(defvar *game-hash* (make-hash-table :test 'equal))
(defstruct gamedata
foo bar ... slots)
(dolist (game games)
(let (( game (make-gamedata))
( parsing vars ))
...parse 3 xml files, stuff data into structure 'game'
...including identifying hash-key - which happens to be a string, e.g. "2005/09/12/sdnmlb-sfnmlb-1"
...store structure game into *game-hash* with key
)) ; end of 'dolist
that picks up the first layer of indexing, the gathered info then is
utilized for a second layer of dependent xml files. I'll stuff more
data into 'gamedata'. I can use the hash-key to pull out the game of
interest and since it is a hash-table, I can do that
quickly....fastest?
After all that work, I think saving the result is a good idea. Saving
it in the filesystem at the head of the local tree of XML files seems
best. That way, I can check that it exists, load it, read it, modify
it and put it back into the fs when done. Since this is daily data,
and various incremental searches and combinations might need to be
constructed, something simple that handles a single hash-table seems
appropriate.[1]
Looking at the Persistence and Serialization packages leaves me a
little lost. I strongly prefer something that runs inside CMUCL and
doesn't need a bunch of support packages too. Something very reliable
that clueless noobs can have running in seconds. Speed really isn't
of any concern, just be faster that a full reparse of the XML.
Recommendations? Extra credit for packages with sample code
TIA
[1] the Wikipedia entry for Serialization has a subsection for Common
Lisp that sorta sucks compared to the others.
--
"Most programmers use this on-line documentation nearly all of the
time, and thereby avoid the need to handle bulky manuals and perform
the translation from barbarous tongues." CMU CL User Manual
I looked at CL-Store, it seems that I would need to maintain any
structures in three places, once at definition, once at storage (which
seems to be slot by slot) and again at restore.
PLOB - "The inability to licence POSTORE essentially orphans PLOB!"
Elephant didn't work on cmucl last time I tried.
Perec was SBCL specific and I think only worked with a database.
---
Most of the packages I look at sound like global stores only, I
want/need multiple local stores (about 180 per year of interest).

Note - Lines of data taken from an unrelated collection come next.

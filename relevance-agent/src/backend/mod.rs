//! LLM backend abstraction layer.
//!
//! - OpenAI-compatible chat completions (OpenAI, vLLM, Ollama, ...)
//! - Scripted mock backend for tests and dry runs

pub mod mock;
pub mod openai;
pub mod traits;

pub use mock::{MockBackend, MockReply};
pub use openai::OpenAiBackend;
pub use traits::{
    CompletionRequest, CompletionResponse, FinishReason, LlmBackend, LlmError, Message,
    MessageRole, Usage,
};
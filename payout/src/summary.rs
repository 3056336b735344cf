//! Markdown summary posted back to the issue thread.

use base64::{engine::general_purpose::STANDARD as BASE64, Engine};
use contribution::{ContributorTotal, ScoringBreakdown, SkippedContribution, Surface};
use permit::PaymentAuthorization;

use crate::settlement::ContributorAuthorization;
use rust_decimal::Decimal;
use std::collections::BTreeMap;
use std::fmt::Write;

/// Link that opens the claim page with one authorization preloaded.
pub fn claim_url(base_url: &str, authorization: &PaymentAuthorization) -> serde_json::Result<String> {
    let payload = serde_json::to_vec(&[authorization.transaction_data()])?;
    Ok(format!(
        "{}?claim={}",
        base_url.trim_end_matches('/'),
        BASE64.encode(payload)
    ))
}

/// One row of a contributor's overview table.
#[derive(Debug, Default)]
struct Row {
    count: usize,
    reward: Decimal,
}

fn overview(total: &ContributorTotal) -> BTreeMap<(Surface, String), Row> {
    let mut rows: BTreeMap<(Surface, String), Row> = BTreeMap::new();
    for detail in &total.details {
        let row = rows
            .entry((detail.view, detail.contribution.to_string()))
            .or_default();
        row.count += match &detail.scoring {
            ScoringBreakdown::Comments { comments } => comments.len(),
            _ => 1,
        };
        row.reward += detail.score;
    }
    rows
}

/// Render the run summary.
///
/// `authorizations` is matched to `totals` by beneficiary user; a contributor
/// without one shows the reward unclaimed.
pub fn render_summary(
    claim_base_url: &str,
    totals: &[ContributorTotal],
    authorizations: &[ContributorAuthorization],
    skipped: &[SkippedContribution],
) -> String {
    let mut out = String::new();

    for total in totals {
        let reward = total.total.normalize();
        let link = authorizations
            .iter()
            .find(|a| a.user.id == total.user.id)
            .and_then(|a| claim_url(claim_base_url, &a.authorization).ok());

        match link {
            Some(url) => {
                let _ = writeln!(out, "### [ **{}: [ CLAIM {} ]** ]({})", total.user.login, reward, url);
            }
            None => {
                let _ = writeln!(out, "### **{}: {} (unclaimed)**", total.user.login, reward);
            }
        }

        out.push_str("<details>\n<summary>Contributions Overview</summary>\n\n");
        out.push_str("| View | Contribution | Count | Reward |\n");
        out.push_str("| --- | --- | --- | --- |\n");
        for ((view, contribution), row) in overview(total) {
            let _ = writeln!(
                out,
                "| {} | {} | {} | {} |",
                view,
                contribution,
                row.count,
                row.reward.normalize()
            );
        }
        out.push_str("\n</details>\n\n");
    }

    if !skipped.is_empty() {
        out.push_str("<details>\n<summary>Not rewarded</summary>\n\n");
        out.push_str("| Contributor | Class | Reason |\n");
        out.push_str("| --- | --- | --- |\n");
        for entry in skipped {
            let user = entry.user.as_ref().map(|u| u.login.as_str()).unwrap_or("-");
            let class = entry
                .class
                .map(|c| c.to_string())
                .unwrap_or_else(|| "-".to_string());
            let _ = writeln!(out, "| {} | {} | {} |", user, class, entry.reason);
        }
        out.push_str("\n</details>\n");
    }

    out
}

#[cfg(test)]
mod tests {
    use super::*;
    use contribution::{
        ContributionClass, ContributionKind, Participant, Role, ScoreSource, SkipReason,
        UserScoreDetail,
    };
    use permit::{Erc20Permit, EthSigner, PERMIT2_ADDRESS};
    use rust_decimal_macros::dec;

    fn bob_total() -> ContributorTotal {
        let bob = Participant::human(2, "bob");
        ContributorTotal {
            user: bob.clone(),
            total: dec!(25.00),
            details: vec![UserScoreDetail {
                score: dec!(25.00),
                class: ContributionClass::IssueAssigneeTask,
                view: Surface::Issue,
                role: Role::Assignee,
                contribution: ContributionKind::Task,
                scoring: ScoringBreakdown::Task {
                    price: dec!(50),
                    assignees: 2,
                    multiplier: dec!(1),
                },
                source: ScoreSource {
                    issue_id: 1,
                    user: bob,
                },
            }],
        }
    }

    fn authorization() -> ContributorAuthorization {
        let mut key = [0u8; 32];
        key[31] = 1;
        let signer = EthSigner::from_bytes(&key).unwrap();
        Erc20Permit::new(
            100,
            "0xe91D153E0b41518A2Ce8Dd3D7944Fa863463a97d".parse().unwrap(),
            PERMIT2_ADDRESS.parse().unwrap(),
            18,
        )
        .sign(&signer, signer.address(), dec!(25), 2, 1)
        .map(|authorization| ContributorAuthorization {
            user: Participant::human(2, "bob"),
            authorization,
        })
        .unwrap()
    }

    #[test]
    fn test_claim_url_decodes_to_transaction_data() {
        let auth = authorization().authorization;
        let url = claim_url("https://pay.example/", &auth).unwrap();
        let encoded = url.strip_prefix("https://pay.example?claim=").unwrap();

        let decoded: serde_json::Value =
            serde_json::from_slice(&BASE64.decode(encoded).unwrap()).unwrap();
        assert_eq!(decoded[0]["transferDetails"]["requestedAmount"], "25000000000000000000");
    }

    #[test]
    fn test_summary_lists_contributor_rows() {
        let summary = render_summary(
            "https://pay.example",
            &[bob_total()],
            &[authorization()],
            &[],
        );

        assert!(summary.contains("CLAIM 25"));
        assert!(summary.contains("| Issue | Task | 1 | 25 |"));
        assert!(!summary.contains("Not rewarded"));
    }

    #[test]
    fn test_summary_reports_skips() {
        let skipped = vec![SkippedContribution::new(
            Some(Participant::human(4, "dave")),
            None,
            SkipReason::NoWallet,
        )];
        let summary = render_summary("https://pay.example", &[bob_total()], &[], &skipped);

        assert!(summary.contains("bob: 25 (unclaimed)"));
        assert!(summary.contains("| dave | - | no registered wallet |"));
    }
}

Well there are about 410 XML files involved in a single day. There
are a lot of overlapping data-keys in all those files, and of course
they don't have identical values. So I need to only pick out some
data for each file, i.e. I have custom readers for them. Since speed
once the data is collected becomes an issue, I'm avoiding objects for
now, since I don't need anything more than the features structure
offer. If XMLisp will create structures instead of objects, then it
would probably be useful to employ it for reading the files. I can
always copy slots if overall it is simpler code... I suppose I could
do that for objects -> structures too.
I see that XMLisp isn't run on CMUCL however...
Doesn't that require the object to be printable? I would have a
Structure that will have structures in some of the slots. Doesn't
sound printable. One of the other simple schemes I recall was to mmap
the 'object' (in this case a hash-table) and just do a copy/load from
memory to a file. I'll track that stuff down again, maybe I will
understand it this time.
|> Re-reading your original message, I understand you do not want go the
|> XML route. Perhaps you don't need a serialization package and just
|> something like
|>
|> <URL:http://paste.lisp.org/display/898>
|
| Doesn't that require the object to be printable?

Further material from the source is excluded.